Au-delà de l'IMC/ASCAP : quels autres éléments prendre en compte

Bien que la BMI et l'ASCAP gèrent les droits d'exécution publique, le monde des droits musicaux est plus vaste. Je privilégie toujours une approche globale pour protéger ma propriété intellectuelle. Voici d'autres points que je surveille de près.

Agence Harry Fox (HFA) / Redevances mécaniques

Les droits d'exécution publique concernent les représentations publiques. Les droits mécaniques, quant à eux, concernent les reproductions de votre musique, notamment les CD, les vinyles, les téléchargements et les plateformes de streaming. Aux États-Unis, la Harry Fox Agency (HFA) est un important gestionnaire de droits mécaniques. Songtrust et TuneCore Publishing s'en chargent également. Je me suis inscrit auprès d'un administrateur d'édition musicale pour couvrir cet aspect crucial. Il s'agit d'une source de revenus distincte. Ne la confondez pas avec les droits d'exécution publique.

SoundExchange (Performance numérique pour les enregistrements sonores)

Il s'agit d'un autre type de redevance. SoundExchange collecte et distribue les redevances de diffusion numérique pour les enregistrements sonores. Cela concerne la diffusion de votre enregistrement sur une radio numérique non interactive. Pandora ou SiriusXM. Cette somme est versée au titulaire des droits d'auteur de l'enregistrement sonore (généralement le label ou artiste indépendant) et le featured artistes. Je me suis inscrit sur SoundExchange dès la sortie de ma musique. C'est indépendant des sociétés de gestion collective (SGC). Les SGC rémunèrent l'auteur-compositeur et l'éditeur. SoundExchange rémunère l'artiste et label.

Global PROs

Si votre musique gagne en popularité à l'international, il pourrait être judicieux de vous affilier à des sociétés de gestion collective (SGC) dans d'autres pays. Votre SGC américaine actuelle a peut-être déjà conclu des accords avec des homologues internationaux, qui peuvent percevoir vos droits d'auteur dans le monde entier. Je surveille mes écoutes à l'international. Si un pays en particulier enregistre une activité importante, j'envisage une affiliation directe ou je vérifie que ma SGC américaine dispose d'accords de réciprocité adéquats. Cela peut se complexifier, mais il est important d'y réfléchir à mesure que votre carrière progresse.

Mes réflexions finales : Développer sa carrière musicale

S'inscrire auprès de la BMI ou de l'ASCAP peut paraître une tâche administrative ardue. Je me souviens m'être sentie dépassée au début. Pourtant, c'est une étape absolument essentielle pour tout musicien sérieux. Cela vous donne les moyens d'agir, protège vos droits et vous assure une rémunération pour votre travail créatif. Ne laissez pas la complexité apparente vous décourager. Je vous assure que c'est beaucoup plus simple qu'il n'y paraît. La procédure est conçue pour être intuitive. Allez-y étape par étape.

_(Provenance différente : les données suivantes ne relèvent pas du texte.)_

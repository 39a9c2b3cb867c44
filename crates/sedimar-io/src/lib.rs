//! SEDIMAR I/O - configuration and file formats
//!
//! - [`scanner`] - the KEY : VALUE configuration format
//! - [`bathy`] - delimited bathymetry profiles
//! - [`flood`] - hydrograph record sequences
//! - [`property`] - binary full-cube property dumps
//! - [`tripod`] - measurement probes and their binary record files

pub mod bathy;
pub mod flood;
pub mod property;
pub mod scanner;
pub mod tripod;

pub use bathy::Bathymetry;
pub use flood::read_flood_records;
pub use property::{CellProperty, PropertyFile};
pub use scanner::SymbolTable;
pub use tripod::{Measurement, Tripod, TripodFile};

/// Error types for configuration and file handling
#[derive(Debug, thiserror::Error)]
pub enum IoError {
    #[error("Could not open {path}: {source}")]
    File {
        path: String,
        #[source]
        source: std::io::Error,
    },

    #[error(transparent)]
    Write(#[from] std::io::Error),

    #[error("Missing key: {0}")]
    MissingKey(String),

    #[error("Bad value for {key}: {value}")]
    BadValue { key: String, value: String },

    #[error("Bathymetry positions must increase strictly (row {0})")]
    NonMonotonic(usize),

    #[error("Bathymetry needs at least one position at or before zero")]
    InsufficientRange,

    #[error("Expected {expected} columns, found {found} (row {row})")]
    WrongColumnCount {
        expected: usize,
        found: usize,
        row: usize,
    },

    #[error("Unknown measurement: {0}")]
    UnknownMeasurement(String),
}

pub type Result<T> = std::result::Result<T, IoError>;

Mon parcours dans ce domaine m'a appris de précieuses leçons. Il m'a démontré l'importance de la persévérance. Il a mis en lumière la nécessité de comprendre le côté commercial de la musique. Plus important encore, il a établi un lien concret entre ma production créative et un revenu stable. Cette reconnaissance financière stimule ma créativité et me procure un sentiment de sécurité.

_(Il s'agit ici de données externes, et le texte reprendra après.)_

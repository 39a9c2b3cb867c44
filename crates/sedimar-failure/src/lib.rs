//! SEDIMAR Failure - slope stability and failure triggering
//!
//! Scores every candidate circular-arc failure surface on a 1-D profile
//! with a Janbu factor-of-safety computation, keeps the scores cached
//! between time steps, and triggers the weakest surface when it drops
//! below the failure threshold: the sliding mass is carved out of the
//! profile and handed on as a debris flow or a turbidity current.

pub mod janbu;
pub mod profile;
pub mod surface;
pub mod trigger;

pub use janbu::{factor_of_safety_equation, janbu_fos, FailSlice};
pub use profile::{FailColumn, FailProfile, FailureConstants, PorePressureMode};
pub use surface::{circle_surface, failure_line, plane_is_valid};
pub use trigger::{decider, run_failures, FlowKind, TriggeredFailure, TsunamiParameters};

/// Shortest failure surface considered (columns)
pub const MIN_FAILURE_LENGTH: usize = 5;

/// Longest failure surface considered (columns)
pub const MAX_FAILURE_LENGTH: usize = 100;

/// Surfaces with a factor of safety under this fail
pub const MIN_FACTOR_OF_SAFETY: f64 = 1.0;

/// Sentinel: this surface has no valid factor of safety
pub const FOS_NOT_VALID: f64 = -1.0;

/// Sentinel: this surface already failed this step, skip it
pub const FOS_IGNORE: f64 = -2.0;

/// Sentinel elevation: no candidate arc passes through this column
pub const NO_FAIL_SURFACE: f64 = f64::MAX;

/// Whether a cached factor of safety is a real value
pub fn fos_is_valid(fos: f64) -> bool {
    fos >= 0.0
}

/// Error types for the failure engine. A Janbu root that is not
/// bracketed is not an error: it surfaces as the [`FOS_NOT_VALID`]
/// sentinel and the arc is skipped.
#[derive(Debug, thiserror::Error)]
pub enum FailureError {
    #[error("Invalid parameter: {0}")]
    InvalidParameter(String),

    #[error("Failure engine needs a 1-D profile")]
    NotOneDimensional,

    #[error(transparent)]
    Core(#[from] sedimar_core::CoreError),
}

pub type Result<T> = std::result::Result<T, FailureError>;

Alors, n'attendez plus. Choisissez votre société de gestion collective. Rassemblez vos informations. Suivez ces étapes. Inscrivez-vous comme auteur-compositeur. Enregistrez votre maison d'édition. Ensuite, enregistrez chaque chanson que vous publiez. Prenez le contrôle de votre carrière musicale dès aujourd'hui. Vous avez créé la musique. Maintenant, assurez-vous d'être rémunéré pour cela. C'est l'un des meilleurs investissements que vous ferez pour votre avenir musical. Je vous souhaite le meilleur pour la suite.

Maison de jeux
Play House

Play House est un DJ et producteur de musique basé à Paris, en France. Il produit house music, avec des influences de afro house et deep house styles.